### EXERCISE AIM
Search the data for the word "tests" and copy each line that has it.

### RECORDS FOR THIS TASK
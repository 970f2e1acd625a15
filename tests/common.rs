#![allow(dead_code)]

use std::sync::atomic::{AtomicU64, Ordering};
use std::sync::{Arc, Mutex};
use std::time::Duration;

use async_trait::async_trait;
use flowline::error::Result;
use flowline::pipeline::context::StageContext;
use flowline::pipeline::pipe::Pipe;
use flowline::source::PullSource;
use flowline::transform::map::BoxFuture;
use tokio::sync::mpsc::{Receiver, Sender};

/// Sink that keeps reading until its input closes, even after the
/// pipeline is cancelled, so tests see everything that was emitted.
pub struct DrainSink<T> {
    out: Arc<Mutex<Vec<T>>>,
}

impl<T> DrainSink<T> {
    pub fn new() -> (Self, Arc<Mutex<Vec<T>>>) {
        let out = Arc::new(Mutex::new(Vec::new()));
        (Self { out: out.clone() }, out)
    }
}

#[async_trait]
impl<T> Pipe<T, ()> for DrainSink<T>
where
    T: Send + 'static,
{
    async fn process(
        &self,
        mut input: Receiver<T>,
        _output: Sender<()>,
        _ctx: StageContext,
    ) -> Result<()> {
        while let Some(v) = input.recv().await {
            self.out.lock().expect("mutex poisoned").push(v);
        }
        Ok(())
    }
}

pub type Produce = BoxFuture<Result<Option<u64>>>;

/// Source of `0..total` that sleeps `delay` before each item and counts how
/// many it produced. `u64::MAX` is endless for test purposes.
pub fn counting_source(
    total: u64,
    delay: Duration,
) -> (
    PullSource<impl Fn(u64) -> Produce + Send + Sync + 'static>,
    Arc<AtomicU64>,
) {
    let produced = Arc::new(AtomicU64::new(0));
    let counter = produced.clone();
    let source = PullSource::new(move |index: u64| -> Produce {
        let counter = counter.clone();
        Box::pin(async move {
            if index >= total {
                return Ok(None);
            }
            if !delay.is_zero() {
                tokio::time::sleep(delay).await;
            }
            counter.fetch_add(1, Ordering::SeqCst);
            Ok(Some(index))
        })
    });
    (source, produced)
}
use std::sync::Mutex;

use async_trait::async_trait;
use tokio::sync::mpsc::{self, Receiver, Sender};

use crate::error::{Error, Result};
use crate::pipeline::context::StageContext;
use crate::pipeline::pipe::{Capabilities, Flow, Pipe};
use crate::source::{await_start, emit, stopped};

/// Producer side of a [`PushSource`]. Dropping every handle ends the
/// stream.
#[derive(Clone)]
pub struct PushHandle<T> {
    tx: Sender<T>,
}

impl<T: Send> PushHandle<T> {
    /// Waits while the source's buffer is full.
    pub async fn push(&self, item: T) -> Result<()> {
        self.tx
            .send(item)
            .await
            .map_err(|_| Error::stage("push_source", "source is no longer running"))
    }

    pub fn is_closed(&self) -> bool {
        self.tx.is_closed()
    }
}

/// Source fed from outside the pipeline through a [`PushHandle`].
pub struct PushSource<T> {
    rx: Mutex<Option<Receiver<T>>>,
}

impl<T> PushSource<T> {
    pub fn channel(capacity: usize) -> (PushHandle<T>, Self) {
        let (tx, rx) = mpsc::channel(capacity.max(1));
        (
            PushHandle { tx },
            Self {
                rx: Mutex::new(Some(rx)),
            },
        )
    }
}

#[async_trait]
impl<T> Pipe<(), T> for PushSource<T>
where
    T: Send + 'static,
{
    fn stage_name(&self) -> &'static str {
        "push_source"
    }

    fn capabilities(&self) -> Capabilities {
        Capabilities::DESTROYABLE
    }

    async fn process(
        &self,
        mut input: Receiver<()>,
        output: Sender<T>,
        ctx: StageContext,
    ) -> Result<()> {
        let rx = match self.rx.lock() {
            Ok(mut slot) => slot.take(),
            Err(_) => return Err(Error::pipeline("push_source lock poisoned")),
        };
        let Some(mut rx) = rx else {
            return Err(Error::stage("push_source", "source already consumed"));
        };

        if await_start("push_source", &mut input, &ctx).await == Flow::Stop {
            return Ok(());
        }

        loop {
            let item = tokio::select! {
                _ = stopped(&ctx) => break,
                item = rx.recv() => item,
            };
            let Some(item) = item else { break; };
            if emit("push_source", &output, item, &ctx).await == Flow::Stop {
                break;
            }
        }
        // Dropping `rx` here makes pending and future pushes fail.
        Ok(())
    }
}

### PROBLEM SOLUTION
filename tests/common.rs
/// pipeline is cancelled, so tests see everything that was emitted.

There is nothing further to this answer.